A 79-year-old male patient, a farmer with low level of schooling, noticed the appearance of a small lesion on the left deltoid. He reported that the lesion had been increasing in size to the point of hindering the movement of the left upper limb. The patient had always worked as a farmer and did not use sunscreen. There was no history of smoking or diseases such as hypertension or diabetes. Upon physical examination, a large, hardened lesion was evident in the left deltoid, fixed to deep planes and with inflammatory signs extending over the left pectoral region, limiting the movement of the left upper limb. The initial diagnostic hypothesis was of sarcoma. Laboratory tests were performed, which did not show significant alterations. A computed tomography (CT) scan of the chest revealed a large lesion involving the deltoid muscle, extending to the parietal pleura with compression of lateral cervical nervous and vascular structures, without evidence of pulmonary metastases.

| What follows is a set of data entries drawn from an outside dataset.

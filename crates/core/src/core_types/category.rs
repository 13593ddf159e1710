//! Fuel categories and time-lag size classes.
//!
//! The stylized US fuel models (NFFL, NFDRS) describe a fuel bed as loadings
//! grouped by category (dead or live) and by time-lag size class. The size
//! class reflects how quickly a particle equilibrates its moisture with the
//! surrounding air: fine 1-hr fuels respond within the hour, heavy 1000-hr
//! fuels take weeks.

use serde::{Deserialize, Serialize};
use std::fmt;

/// Classification of fuel as dead or live vegetation.
#[derive(Debug, Clone, Copy, PartialEq, Eq, PartialOrd, Ord, Hash, Serialize, Deserialize)]
pub enum Category {
    Dead,
    Live,
}

impl Category {
    /// Both categories, in aggregation order.
    pub const ALL: [Category; 2] = [Category::Dead, Category::Live];

    /// Lowercase name as used in the fuel model literature.
    pub fn name(self) -> &'static str {
        match self {
            Category::Dead => "dead",
            Category::Live => "live",
        }
    }
}

impl fmt::Display for Category {
    fn fmt(&self, f: &mut fmt::Formatter<'_>) -> fmt::Result {
        f.write_str(self.name())
    }
}

/// Time-lag size class of a fuel particle.
///
/// The standard fuel models specify at most 1-hr, 10-hr and 100-hr classes;
/// the 1000-hr class appears in some custom fuel beds.
#[derive(Debug, Clone, Copy, PartialEq, Eq, PartialOrd, Ord, Hash, Serialize, Deserialize)]
pub enum SizeClass {
    OneHour,
    TenHour,
    HundredHour,
    ThousandHour,
}

impl SizeClass {
    /// All size classes, finest first.
    pub const ALL: [SizeClass; 4] = [
        SizeClass::OneHour,
        SizeClass::TenHour,
        SizeClass::HundredHour,
        SizeClass::ThousandHour,
    ];

    /// Characteristic moisture time lag in hours.
    pub fn timelag_hours(self) -> f64 {
        match self {
            SizeClass::OneHour => 1.0,
            SizeClass::TenHour => 10.0,
            SizeClass::HundredHour => 100.0,
            SizeClass::ThousandHour => 1000.0,
        }
    }

    /// Conventional short label.
    pub fn name(self) -> &'static str {
        match self {
            SizeClass::OneHour => "1-hr",
            SizeClass::TenHour => "10-hr",
            SizeClass::HundredHour => "100-hr",
            SizeClass::ThousandHour => "1000-hr",
        }
    }
}

impl fmt::Display for SizeClass {
    fn fmt(&self, f: &mut fmt::Formatter<'_>) -> fmt::Result {
        f.write_str(self.name())
    }
}

#[cfg(test)]
mod tests {
    use super::*;

    #[test]
    fn size_class_timelags_are_ordered() {
        let mut last = 0.0;
        for class in SizeClass::ALL {
            assert!(class.timelag_hours() > last);
            last = class.timelag_hours();
        }
    }

    #[test]
    fn display_matches_literature_labels() {
        assert_eq!(Category::Dead.to_string(), "dead");
        assert_eq!(SizeClass::HundredHour.to_string(), "100-hr");
    }
}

Due to the size of the lesion, surgical resection with reconstruction using the pectoralis major muscle flap to cover the defect was the chosen approach. The procedure was performed without particularities and lasted about 3 hours. The postoperative period was uneventful, and the patient was discharged 4 days after the procedure.

At the 7-day follow-up appointment after discharge, the patient presented histopathological findings demonstrating a navicular clear skin patch measuring 20 × 12 cm, with abundant subcutaneous tissue and 13 cm in thickness. On the surface, a raised and grayish lesion measuring 5.0 × 4.3 cm was observed, located 4 cm from the deepest surgical margin. Upon sectioning, a grayish, dull, and elastic nodular lesion measuring 11 cm in the largest axis was observed, positioned 0.1 cm from the deep margin. Based on the immunohistochemical profile, the diagnosis was of invasive and ulcerated skin melanoma, with a Breslow thickness of 10.0 mm, Clark level V, mitotic index of 10/10 CGA, with resection margins free of involvement.

The patient was followed up for 30 days by the surgical team, then discharged and referred to the clinical oncology team for ongoing treatment follow-up.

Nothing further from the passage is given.